Instructions to follow: Your task is to repeat the data exactly, every line of it.

Data provided:
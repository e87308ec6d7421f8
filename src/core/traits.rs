//! Core traits for the linear SVM trainer

use crate::core::Result;
use ndarray::Array2;

/// Objective function that can be minimized by a batch optimizer
pub trait DifferentiableFunction: Send + Sync {
    /// Objective value at `parameters`
    fn evaluate(&self, parameters: &Array2<f64>) -> f64;

    /// Write the gradient at `parameters` into `gradient` (same shape)
    fn gradient(&self, parameters: &Array2<f64>, gradient: &mut Array2<f64>);

    /// Objective value and gradient in one pass
    fn evaluate_with_gradient(&self, parameters: &Array2<f64>, gradient: &mut Array2<f64>) -> f64 {
        self.gradient(parameters, gradient);
        self.evaluate(parameters)
    }
}

/// Objective that decomposes into a sum over individual data points
pub trait SeparableFunction: DifferentiableFunction {
    /// Number of separable terms (training points)
    fn num_functions(&self) -> usize;

    /// Objective restricted to point `i`
    fn evaluate_point(&self, parameters: &Array2<f64>, i: usize) -> f64;

    /// Gradient of the objective restricted to point `i`
    fn gradient_point(&self, parameters: &Array2<f64>, i: usize, gradient: &mut Array2<f64>);
}

/// Optimization strategy that updates `iterate` in place
pub trait Optimizer {
    /// Short name used in logs and model metadata
    fn name(&self) -> &'static str;

    /// Minimize `function` starting from `iterate`, returning the final
    /// objective value
    fn optimize(
        &mut self,
        function: &dyn SeparableFunction,
        iterate: &mut Array2<f64>,
    ) -> Result<f64>;
}

/// Which inputs a run was given
///
/// Implemented both by file sources (before anything is read) and by
/// in-memory inputs, so option validation never needs the data itself.
pub trait InputPresence {
    fn has_training(&self) -> bool;

    fn has_labels(&self) -> bool;

    fn has_input_model(&self) -> bool;

    fn has_test(&self) -> bool;

    fn has_test_labels(&self) -> bool;
}
//! Data loading and saving
//!
//! Text matrices and label vectors, plus the file-backed inputs and outputs
//! of a command-line run.

pub mod matrix;
pub mod sources;

pub use self::matrix::*;
pub use self::sources::DataSources;
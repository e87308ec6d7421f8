//! Linear multiclass support vector machine trainer and evaluator
//!
//! Trains an L2-regularized linear SVM with either batch L-BFGS or
//! parallel SGD, then classifies test points and reports accuracy.

pub mod api;
pub mod config;
pub mod core;
pub mod data;
pub mod optimizer;
pub mod persistence;
pub mod pipeline;
pub mod svm;

// Re-export main types for convenience
pub use crate::api::{InputData, RunOutcome, TrainEvalOrchestrator};
pub use crate::config::{OutputRequest, TrainEvalConfig};
pub use crate::core::error::*;
pub use crate::core::traits::*;
pub use crate::core::types::*;
pub use crate::data::DataSources;
pub use crate::optimizer::{Lbfgs, OptimizerBackend, ParallelSgd};
pub use crate::persistence::SerializableModel;
pub use crate::svm::{LinearSvm, LinearSvmFunction};

// Version info
pub const VERSION: &str = env!("CARGO_PKG_VERSION");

Solution for this task:
repository e87308ec6d7421f8
filename src/core/traits.rs
//! Core traits for the linear SVM trainer

use crate::core::Result;
use ndarray::Array2;

/// Objective function that can be minimized by a batch optimizer
pub trait DifferentiableFunction: Send + Sync {
    /// Objective value at `parameters`
    fn evaluate(&self, parameters: &Array2<f64>) -> f64;

    /// Write the gradient at `parameters` into `gradient` (same shape)
    fn gradient(&self, parameters: &Array2<f64>, gradient: &mut Array2<f64>);

    /// Objective value and gradient in one pass
    fn evaluate_with_gradient(&self, parameters: &Array2<f64>, gradient: &mut Array2<f64>) -> f64 {
        self.gradient(parameters, gradient);
        self.evaluate(parameters)
    }
}

/// Objective that decomposes into a sum over individual data points
pub trait SeparableFunction: DifferentiableFunction {
    /// Number of separable terms (training points)
    fn num_functions(&self) -> usize;

    /// Objective restricted to point `i`
    fn evaluate_point(&self, parameters: &Array2<f64>, i: usize) -> f64;

    /// Gradient of the objective restricted to point `i`
    fn gradient_point(&self, parameters: &Array2<f64>, i: usize, gradient: &mut Array2<f64>);
}

/// Optimization strategy that updates `iterate` in place
pub trait Optimizer {
    /// Short name used in logs and model metadata
    fn name(&self) -> &'static str;

    /// Minimize `function` starting from `iterate`, returning the final
    /// objective value
    fn optimize(
        &mut self,
        function: &dyn SeparableFunction,
        iterate: &mut Array2<f64>,
    ) -> Result<f64>;
}

/// Which inputs a run was given
///
/// Implemented both by file sources (before anything is read) and by
/// in-memory inputs, so option validation never needs the data itself.
pub trait InputPresence {
    fn has_training(&self) -> bool;

    fn has_labels(&self) -> bool;

    fn has_input_model(&self) -> bool;

    fn has_test(&self) -> bool;

    fn has_test_labels(&self) -> bool;
}
//! Data loading and saving
//!
//! Text matrices and label vectors, plus the file-backed inputs and outputs
//! of a command-line run.

pub mod matrix;
pub mod sources;

pub use self::matrix::*;
pub use self::sources::DataSources;
repository e87308ec6d7421f8
//! Linear multiclass support vector machine trainer and evaluator
//!
//! Trains an L2-regularized linear SVM with either batch L-BFGS or
//! parallel SGD, then classifies test points and reports accuracy.

pub mod api;
pub mod config;
pub mod core;
pub mod data;
pub mod optimizer;
pub mod persistence;
pub mod pipeline;
pub mod svm;

// Re-export main types for convenience
pub use crate::api::{InputData, RunOutcome, TrainEvalOrchestrator};
pub use crate::config::{OutputRequest, TrainEvalConfig};
pub use crate::core::error::*;
pub use crate::core::traits::*;
pub use crate::core::types::*;
pub use crate::data::DataSources;
pub use crate::optimizer::{Lbfgs, OptimizerBackend, ParallelSgd};
pub use crate::persistence::SerializableModel;
pub use crate::svm::{LinearSvm, LinearSvmFunction};

// Version info
pub const VERSION: &str = env!("CARGO_PKG_VERSION");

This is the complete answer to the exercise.